Lauren Bender ’15 and Tanzim Milkey ’15
“I feel incredibly grateful to the Williams housing department right now,” Lauren Bender said in her vows for her wedding in the summer of 2019. She and her husband-to-be were placed in the same entry and WOOLF group in their first year and spent the first couple weeks flirting their way through hikes and entry snacks.
Nothing happened until the first First Fridays — a College program cancelled after 2015 that hosted a dance at Goodrich Hall on every first Friday of the month — when Milkey, jealous of the person Bender was dancing with, went up to her and asked, “Do you want to dance with me?”
And the rest was history.
Neither Bender nor Milkey had expected to meet the person they would end up marrying in college, much less do so within the first few weeks of being on campus. “I was so excited to meet a lot of different people and date a lot of different people,” she said. “Like, you know, experiment, and that is just not how it went.”

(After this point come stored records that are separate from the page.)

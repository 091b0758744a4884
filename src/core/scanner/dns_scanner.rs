// src/core/scanner/dns_scanner.rs

use std::collections::HashSet;
use std::net::IpAddr;

use futures::future::join_all;
use hickory_resolver::proto::rr::RecordType;
use tracing::{debug, info, warn};

use crate::core::config::ScanConfig;
use crate::core::models::ProbeOutcome;
use crate::core::scanner::runner::{CommandOutput, CommandRunner};

const NSLOOKUP: &str = "nslookup";

/// Resolves `hostname` by asking every configured resolver, several times each.
///
/// Answers are amalgamated by union: an address reported by any successful
/// query is kept, in the order it was first seen. A single sub-query that
/// hard-fails fails the whole call, even if others succeeded.
///
/// # Returns
/// `Ok(None)` when no query produced an address of the requested family.
pub async fn resolve<R: CommandRunner>(
    runner: &R,
    config: &ScanConfig,
    hostname: &str,
    record_type: RecordType,
) -> ProbeOutcome<Vec<IpAddr>> {
    debug!(hostname, %record_type, resolvers = config.resolvers.len(), "Fanning out DNS queries.");

    let type_arg = format!("-type={record_type}");
    let queries = config.resolvers.iter().flat_map(|resolver| {
        (0..config.dns_repeats).map(move |_| resolver)
    });
    let outcomes = join_all(queries.map(|resolver| {
        let args = vec![type_arg.clone(), hostname.to_string(), resolver.clone()];
        async move { runner.run(NSLOOKUP, &args).await }
    }))
    .await;

    let mut seen = HashSet::new();
    let mut addresses = Vec::new();
    for outcome in outcomes {
        let Some(output) = outcome? else { continue };
        for address in parse_addresses(&output, record_type) {
            if seen.insert(address) {
                addresses.push(address);
            }
        }
    }

    if addresses.is_empty() {
        info!(hostname, %record_type, "No addresses resolved.");
        return Ok(None);
    }
    info!(hostname, %record_type, count = addresses.len(), "Resolved addresses.");
    Ok(Some(addresses))
}

/// Looks up the pointer names of `address` through the system resolver.
pub async fn reverse_resolve<R: CommandRunner>(runner: &R, address: IpAddr) -> ProbeOutcome<Vec<String>> {
    let args = vec![format!("-type={}", RecordType::PTR), address.to_string()];
    let Some(output) = runner.run(NSLOOKUP, &args).await? else {
        return Ok(None);
    };
    let names = parse_pointer_names(&output);
    if names.is_empty() {
        debug!(%address, "No PTR records.");
        return Ok(None);
    }
    Ok(Some(names))
}

/// Reverse-resolves every address concurrently and merges the names.
pub async fn rdns_names<R: CommandRunner>(runner: &R, addresses: &[IpAddr]) -> ProbeOutcome<Vec<String>> {
    let outcomes = join_all(addresses.iter().map(|&a| reverse_resolve(runner, a))).await;

    let mut names: Vec<String> = Vec::new();
    for outcome in outcomes {
        for name in outcome?.unwrap_or_default() {
            if !names.contains(&name) {
                names.push(name);
            }
        }
    }
    Ok(if names.is_empty() { None } else { Some(names) })
}

/// Extracts addresses of the requested family from an `nslookup` answer.
///
/// The leading block describing the resolver itself is skipped. Lines that do
/// not carry a parseable address are ignored.
fn parse_addresses(output: &CommandOutput, record_type: RecordType) -> Vec<IpAddr> {
    answer_lines(&output.stdout)
        .filter_map(|line| {
            let (_, rest) = line.split_once("Address:")?;
            let token = rest.split_whitespace().next()?;
            match token.parse::<IpAddr>() {
                Ok(ip) => Some(ip),
                Err(_) => {
                    warn!(line, "Skipping unparseable nslookup address line.");
                    None
                }
            }
        })
        .filter(|ip| match record_type {
            RecordType::A => ip.is_ipv4(),
            RecordType::AAAA => ip.is_ipv6(),
            _ => true,
        })
        .collect()
}

fn parse_pointer_names(output: &CommandOutput) -> Vec<String> {
    answer_lines(&output.stdout)
        .filter_map(|line| {
            let (_, name) = line.split_once("name = ")?;
            let name = name.trim().trim_end_matches('.');
            (!name.is_empty()).then(|| name.to_string())
        })
        .collect()
}

/// Lines after the resolver header, which ends at the first blank line.
fn answer_lines(stdout: &str) -> impl Iterator<Item = &str> {
    stdout.lines().skip_while(|l| !l.trim().is_empty()).skip(1)
}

“Like, 200% the same,” he laughed.
“We just got really lucky,” she said. “We clicked so instantaneously and fell in love so quickly. That’s not to say that everything has been easy ever since then, but we’ve been through a lot together.”
“We also come from two very different backgrounds,” he added. “There is no other place on Earth that we would have met outside of Williams because I grew up poor, and Lauren’s family paid full tuition.”
Culturally and ethnically, Bender and Milkey were very different as well. Milkey is Bangladeshi and Muslim, and Bender is Jewish. One of their most cherished memories is the first time their families and friends met.
“It was a blending of cultures, and the people that we love — a bunch of our friends got to meet each other for the first time,” he reminisced. “And they all clicked, and it was just all so harmonious and lovely.”
“Just the way that we were able to combine the cultures but still make it our own was really special,” she said.